▶ **Exercise instructions**: Word for word, return the lines from the start of the entries below through the line that has "pub fn start(users: RecordStore)".

╭─ Exercise data

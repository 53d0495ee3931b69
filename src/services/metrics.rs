use lazy_static::lazy_static;
use prometheus::{register_counter_vec, register_gauge, register_gauge_vec, CounterVec, Gauge, GaugeVec};
use tracing::{info, warn};

use crate::services::record_store::RecordStore;

lazy_static! {
    // ── Event counters (increment on each event) ────────────────────────────
    pub static ref MENU_FETCH_COUNTER: CounterVec = register_counter_vec!(
        "menu_page_fetches_total",
        "Weekly menu page fetches by cafeteria and status",
        &["cafeteria", "status"]
    ).unwrap();

    pub static ref MENU_ROWS_SKIPPED_COUNTER: CounterVec = register_counter_vec!(
        "menu_rows_skipped_total",
        "Malformed menu rows or day headings skipped while scraping",
        &["cafeteria"]
    ).unwrap();

    pub static ref DIGEST_EMAILS_COUNTER: CounterVec = register_counter_vec!(
        "digest_emails_total",
        "Digest emails by status",
        &["status"]
    ).unwrap();

    // ── Snapshot / store metrics ────────────────────────────────────────────
    pub static ref MENU_ITEMS_GAUGE: GaugeVec = register_gauge_vec!(
        "menu_items_current",
        "Items in the current menu snapshot by cafeteria",
        &["cafeteria"]
    ).unwrap();

    pub static ref USERS_GAUGE: Gauge = register_gauge!(
        "registered_users_total",
        "Registered user records"
    ).unwrap();
}

/// Spawn the background metrics collector (refreshes every 5 minutes).
pub fn start(users: RecordStore) {
    tokio::spawn(async move {
        loop {
            if let Err(e) = collect(&users) {
                warn!("Metrics: collection failed: {}", e);
            }
            tokio::time::sleep(tokio::time::Duration::from_secs(300)).await;
        }
    });
}

fn collect(users: &RecordStore) -> anyhow::Result<()> {
    let count = users.keys()?.len();
    USERS_GAUGE.set(count as f64);
    info!("Metrics: {} registered user(s)", count);
    Ok(())
}
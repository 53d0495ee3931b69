use std::env;
use std::path::PathBuf;

use crate::models::cafeteria::{self, Cafeteria};

pub const DEFAULT_MENU_URL: &str = "http://www.studentenwerk-goettingen.de/speiseplan.html";

#[derive(Debug, Clone)]
pub struct Config {
    pub data_root: PathBuf,
    pub menu_url: String,
    pub cafeterias: Vec<Cafeteria>,
    pub menu_refresh_secs: u64,
    pub host: String,
    pub port: u16,
    pub app_base_url: String,
    // SMTP (optional)
    pub smtp_host: Option<String>,
    pub smtp_port: Option<u16>,
    pub smtp_username: Option<String>,
    pub smtp_password: Option<String>,
    pub smtp_from: Option<String>,
}

impl Config {
    pub fn from_env() -> anyhow::Result<Self> {
        Ok(Self {
            data_root: env::var("DATA_ROOT").unwrap_or_else(|_| "./data".into()).into(),
            menu_url: env::var("MENU_URL").unwrap_or_else(|_| DEFAULT_MENU_URL.into()),
            cafeterias: cafeteria::decode_list(&env::var("CAFETERIAS").unwrap_or_default())?,
            menu_refresh_secs: env::var("MENU_REFRESH_SECS")
                .unwrap_or_else(|_| "21600".into())
                .parse()?,
            host: env::var("HOST").unwrap_or_else(|_| "0.0.0.0".into()),
            port: env::var("PORT")
                .unwrap_or_else(|_| "8080".into())
                .parse()?,
            app_base_url: env::var("APP_BASE_URL")
                .unwrap_or_else(|_| "http://localhost:8080".into()),
            smtp_host: env::var("SMTP_HOST").ok().filter(|s| !s.is_empty()),
            smtp_port: env::var("SMTP_PORT").ok().and_then(|v| v.parse().ok()),
            smtp_username: env::var("SMTP_USERNAME").ok().filter(|s| !s.is_empty()),
            smtp_password: env::var("SMTP_PASSWORD").ok().filter(|s| !s.is_empty()),
            smtp_from: env::var("SMTP_FROM").ok().filter(|s| !s.is_empty()),
        })
    }

    pub fn users_dir(&self) -> PathBuf {
        self.data_root.join("users")
    }
}
use std::collections::HashMap;
use std::fs;
use std::path::{Path, PathBuf};
use std::sync::{Arc, Mutex, MutexGuard, PoisonError, Weak};

use serde::{de::DeserializeOwned, Serialize};
use serde_json::Value;
use tracing::debug;

use crate::services::atomic_file::atomic_write;

pub type Attributes = serde_json::Map<String, Value>;

#[derive(Debug, thiserror::Error)]
pub enum StoreError {
    #[error("invalid record key '{0}'")]
    InvalidKey(String),
    #[error("no record stored under '{0}'")]
    NotFound(String),
    #[error("attribute '{0}' is not set")]
    UnsetAttribute(String),
    #[error("attribute '{name}' has an unexpected shape: {source}")]
    InvalidAttribute {
        name: String,
        #[source]
        source: serde_json::Error,
    },
    #[error("io error: {0}")]
    Io(#[from] std::io::Error),
}

#[derive(Debug, Clone, Copy, PartialEq, Eq)]
pub enum Lifecycle {
    Live,
    /// The backing file was removed; writes are dropped.
    Deleted,
}

#[derive(Debug)]
struct RecordState {
    attrs: Attributes,
    lifecycle: Lifecycle,
}

/// In-memory view of one stored document.
#[derive(Debug)]
pub struct Record {
    key: String,
    path: PathBuf,
    state: Mutex<RecordState>,
}

impl Record {
    /// Load from `path`; a missing or unparsable file yields an empty record.
    fn load(key: &str, path: PathBuf) -> Self {
        let attrs = fs::read_to_string(&path)
            .ok()
            .and_then(|text| match serde_json::from_str::<Attributes>(&text) {
                Ok(attrs) => Some(attrs),
                Err(e) => {
                    debug!("Record {key}: ignoring unparsable file: {e}");
                    None
                }
            })
            .unwrap_or_default();

        Self {
            key: key.to_string(),
            path,
            state: Mutex::new(RecordState {
                attrs,
                lifecycle: Lifecycle::Live,
            }),
        }
    }

    fn lock(&self) -> MutexGuard<'_, RecordState> {
        self.state.lock().unwrap_or_else(PoisonError::into_inner)
    }

    pub fn key(&self) -> &str {
        &self.key
    }

    pub fn lifecycle(&self) -> Lifecycle {
        self.lock().lifecycle
    }

    pub fn contains(&self, name: &str) -> bool {
        self.lock().attrs.contains_key(name)
    }

    /// Raw value of an attribute.
    pub fn get(&self, name: &str) -> Result<Value, StoreError> {
        self.lock()
            .attrs
            .get(name)
            .cloned()
            .ok_or_else(|| StoreError::UnsetAttribute(name.to_string()))
    }

    /// Attribute decoded into `T`.
    pub fn get_as<T: DeserializeOwned>(&self, name: &str) -> Result<T, StoreError> {
        serde_json::from_value(self.get(name)?).map_err(|source| StoreError::InvalidAttribute {
            name: name.to_string(),
            source,
        })
    }

    /// Set one attribute and persist the whole document.
    pub fn set<T: Serialize>(&self, name: &str, value: T) -> Result<(), StoreError> {
        let value = serde_json::to_value(value).map_err(|source| StoreError::InvalidAttribute {
            name: name.to_string(),
            source,
        })?;
        let mut state = self.lock();
        if state.lifecycle == Lifecycle::Deleted {
            return Ok(());
        }
        state.attrs.insert(name.to_string(), value);
        self.persist(&state.attrs)
    }

    pub fn attributes(&self) -> Attributes {
        self.lock().attrs.clone()
    }

    /// Replace the attribute set wholesale and persist it.
    pub fn replace(&self, attrs: Attributes) -> Result<(), StoreError> {
        let mut state = self.lock();
        if state.lifecycle == Lifecycle::Deleted {
            return Ok(());
        }
        state.attrs = attrs;
        self.persist(&state.attrs)
    }

    fn mark_deleted(&self) {
        self.lock().lifecycle = Lifecycle::Deleted;
    }

    // Called with the state lock held, so writers to one record never interleave.
    fn persist(&self, attrs: &Attributes) -> Result<(), StoreError> {
        let body = serde_json::to_vec(attrs).map_err(|source| StoreError::InvalidAttribute {
            name: self.key.clone(),
            source,
        })?;
        atomic_write(&self.path, &body)?;
        Ok(())
    }
}

// Dot-prefixed names are reserved for temp files.
fn valid_key(key: &str) -> bool {
    !key.is_empty() && !key.starts_with('.') && !key.contains(['/', '\\'])
}

struct StoreInner {
    root: PathBuf,
    live: Mutex<HashMap<String, Weak<Record>>>,
}

/// Keyed collection of records, one JSON file per key under one directory.
///
/// Records are held weakly: a record stays shared while anyone holds it and is
/// reloaded from disk once the last handle is dropped.
#[derive(Clone)]
pub struct RecordStore {
    inner: Arc<StoreInner>,
}

impl RecordStore {
    /// Open (and create if needed) the store directory.
    pub fn open(root: impl Into<PathBuf>) -> Result<Self, StoreError> {
        let root = root.into();
        fs::create_dir_all(&root)?;
        Ok(Self {
            inner: Arc::new(StoreInner {
                root,
                live: Mutex::new(HashMap::new()),
            }),
        })
    }

    pub fn root(&self) -> &Path {
        &self.inner.root
    }

    fn path_for(&self, key: &str) -> Result<PathBuf, StoreError> {
        if !valid_key(key) {
            return Err(StoreError::InvalidKey(key.to_string()));
        }
        Ok(self.inner.root.join(key))
    }

    fn live(&self) -> MutexGuard<'_, HashMap<String, Weak<Record>>> {
        self.inner.live.lock().unwrap_or_else(PoisonError::into_inner)
    }

    /// The live record for `key`, or a fresh one loaded from disk.
    pub fn get(&self, key: &str) -> Result<Arc<Record>, StoreError> {
        let path = self.path_for(key)?;
        let mut live = self.live();
        if let Some(record) = live.get(key).and_then(Weak::upgrade) {
            return Ok(record);
        }
        live.retain(|_, weak| weak.strong_count() > 0);
        let record = Arc::new(Record::load(key, path));
        live.insert(key.to_string(), Arc::downgrade(&record));
        Ok(record)
    }

    /// Replace the stored attributes of `key` with those of `record`.
    pub fn set(&self, key: &str, record: &Record) -> Result<(), StoreError> {
        let target = self.get(key)?;
        target.replace(record.attributes())
    }

    /// Remove the backing file; a live handle becomes write-dead.
    pub fn delete(&self, key: &str) -> Result<(), StoreError> {
        let path = self.path_for(key)?;
        // Hold the map lock until the file is gone so no `get` reloads it meanwhile.
        let mut live = self.live();
        if let Some(record) = live.remove(key).and_then(|w| w.upgrade()) {
            record.mark_deleted();
        }
        match fs::remove_file(&path) {
            Ok(()) => Ok(()),
            Err(e) if e.kind() == std::io::ErrorKind::NotFound => {
                Err(StoreError::NotFound(key.to_string()))
            }
            Err(e) => Err(e.into()),
        }
    }

    pub fn contains(&self, key: &str) -> bool {
        self.path_for(key).map(|p| p.is_file()).unwrap_or(false)
    }

    /// Keys of all stored records, in directory order.
    pub fn iter_keys(&self) -> Result<impl Iterator<Item = String>, StoreError> {
        let entries = fs::read_dir(&self.inner.root)?;
        Ok(entries.filter_map(|entry| {
            let entry = entry.ok()?;
            if !entry.file_type().ok()?.is_file() {
                return None;
            }
            let name = entry.file_name().into_string().ok()?;
            valid_key(&name).then_some(name)
        }))
    }

    /// Sorted keys of all stored records.
    pub fn keys(&self) -> Result<Vec<String>, StoreError> {
        let mut keys: Vec<String> = self.iter_keys()?.collect();
        keys.sort();
        Ok(keys)
    }
}
use anyhow::Context;
use lettre::{
    message::{header::ContentType, Mailbox},
    transport::smtp::authentication::Credentials,
    AsyncSmtpTransport, AsyncTransport, Message, Tokio1Executor,
};
use uuid::Uuid;

use crate::config::Config;
use crate::models::menu::MenuCorpus;
use crate::services::digest::{self, DigestMailer};

pub struct EmailService {
    transport: AsyncSmtpTransport<Tokio1Executor>,
    from: Mailbox,
    base_url: String,
}

impl EmailService {
    /// Returns None if SMTP is not configured. Credentials are optional.
    pub fn new(config: &Config) -> Option<Self> {
        let host = config.smtp_host.as_deref()?;
        let from_addr = config.smtp_from.as_deref()?;
        let port = config.smtp_port.unwrap_or(587);

        let creds = match (&config.smtp_username, &config.smtp_password) {
            (Some(user), Some(pass)) => Some(Credentials::new(user.clone(), pass.clone())),
            _ => None,
        };

        let mut builder = match port {
            465 => AsyncSmtpTransport::<Tokio1Executor>::relay(host).ok()?,
            25 => AsyncSmtpTransport::<Tokio1Executor>::builder_dangerous(host),
            _ => AsyncSmtpTransport::<Tokio1Executor>::starttls_relay(host).ok()?,
        }
        .port(port);
        if let Some(creds) = creds {
            builder = builder.credentials(creds);
        }

        let from: Mailbox = from_addr.parse().ok()?;

        Some(Self {
            transport: builder.build(),
            from,
            base_url: config.app_base_url.trim_end_matches('/').to_string(),
        })
    }

    fn new_message_id(&self) -> String {
        format!("<{}@{}>", Uuid::new_v4(), self.from.email.domain())
    }

    async fn send_text(&self, to_email: &str, subject: &str, text: &str) -> anyhow::Result<()> {
        let to: Mailbox = to_email
            .parse()
            .with_context(|| format!("Invalid recipient address {to_email}"))?;

        let email = Message::builder()
            .message_id(Some(self.new_message_id()))
            .from(self.from.clone())
            .to(to)
            .subject(subject)
            .header(ContentType::TEXT_PLAIN)
            .body(text.to_string())
            .context("Failed to build email message")?;

        self.transport
            .send(email)
            .await
            .context("Failed to send email")?;

        Ok(())
    }

    pub fn login_url(&self, email: &str, key: &str) -> String {
        format!("{}/login/{email}/{key}", self.base_url)
    }

    pub fn delete_url(&self, email: &str, del_key: &str) -> String {
        format!("{}/del/{email}/{del_key}", self.base_url)
    }

    pub async fn send_login(&self, email: &str, key: &str) -> anyhow::Result<()> {
        let text = format!("{}\n", self.login_url(email, key));
        let subject = format!("Login link for {}", self.base_url);
        self.send_text(email, &subject, &text).await
    }

    pub async fn send_delete(&self, email: &str, del_key: &str) -> anyhow::Result<()> {
        let text = format!("{}\n", self.delete_url(email, del_key));
        let subject = format!("Deletion link for {}", self.base_url);
        self.send_text(email, &subject, &text).await
    }
}

impl DigestMailer for EmailService {
    async fn send_results(&self, email: &str, results: &MenuCorpus) -> anyhow::Result<()> {
        let text = digest::compose(email, results);
        self.send_text(email, digest::SUBJECT, &text).await
    }
}

#[cfg(test)]
mod tests {
    use super::*;

    fn config() -> Config {
        let mut config = crate::test_support::test_config(std::path::Path::new("./data"));
        config.smtp_host = Some("smtp.example.org".into());
        config.smtp_port = Some(587);
        config.smtp_from = Some("Mensa <mensa@example.org>".into());
        config
    }

    #[test]
    fn test_not_configured_without_host() {
        let mut config = config();
        config.smtp_host = None;
        assert!(EmailService::new(&config).is_none());
    }

    #[test]
    fn test_links() {
        let email = EmailService::new(&config()).unwrap();
        assert_eq!(
            email.login_url("alice@example.com", "abc"),
            "https://mensa.example.org/login/alice@example.com/abc"
        );
        assert_eq!(
            email.delete_url("alice@example.com", "xyz"),
            "https://mensa.example.org/del/alice@example.com/xyz"
        );
        assert!(email.new_message_id().ends_with("@example.org>"));
    }
}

╰─

▶ **Completed exercise**:
repository 53d0495ee3931b69
filename src/services/metrics.rs
use lazy_static::lazy_static;
use prometheus::{register_counter_vec, register_gauge, register_gauge_vec, CounterVec, Gauge, GaugeVec};
use tracing::{info, warn};

use crate::services::record_store::RecordStore;

lazy_static! {
    // ── Event counters (increment on each event) ────────────────────────────
    pub static ref MENU_FETCH_COUNTER: CounterVec = register_counter_vec!(
        "menu_page_fetches_total",
        "Weekly menu page fetches by cafeteria and status",
        &["cafeteria", "status"]
    ).unwrap();

    pub static ref MENU_ROWS_SKIPPED_COUNTER: CounterVec = register_counter_vec!(
        "menu_rows_skipped_total",
        "Malformed menu rows or day headings skipped while scraping",
        &["cafeteria"]
    ).unwrap();

    pub static ref DIGEST_EMAILS_COUNTER: CounterVec = register_counter_vec!(
        "digest_emails_total",
        "Digest emails by status",
        &["status"]
    ).unwrap();

    // ── Snapshot / store metrics ────────────────────────────────────────────
    pub static ref MENU_ITEMS_GAUGE: GaugeVec = register_gauge_vec!(
        "menu_items_current",
        "Items in the current menu snapshot by cafeteria",
        &["cafeteria"]
    ).unwrap();

    pub static ref USERS_GAUGE: Gauge = register_gauge!(
        "registered_users_total",
        "Registered user records"
    ).unwrap();
}

/// Spawn the background metrics collector (refreshes every 5 minutes).
pub fn start(users: RecordStore) {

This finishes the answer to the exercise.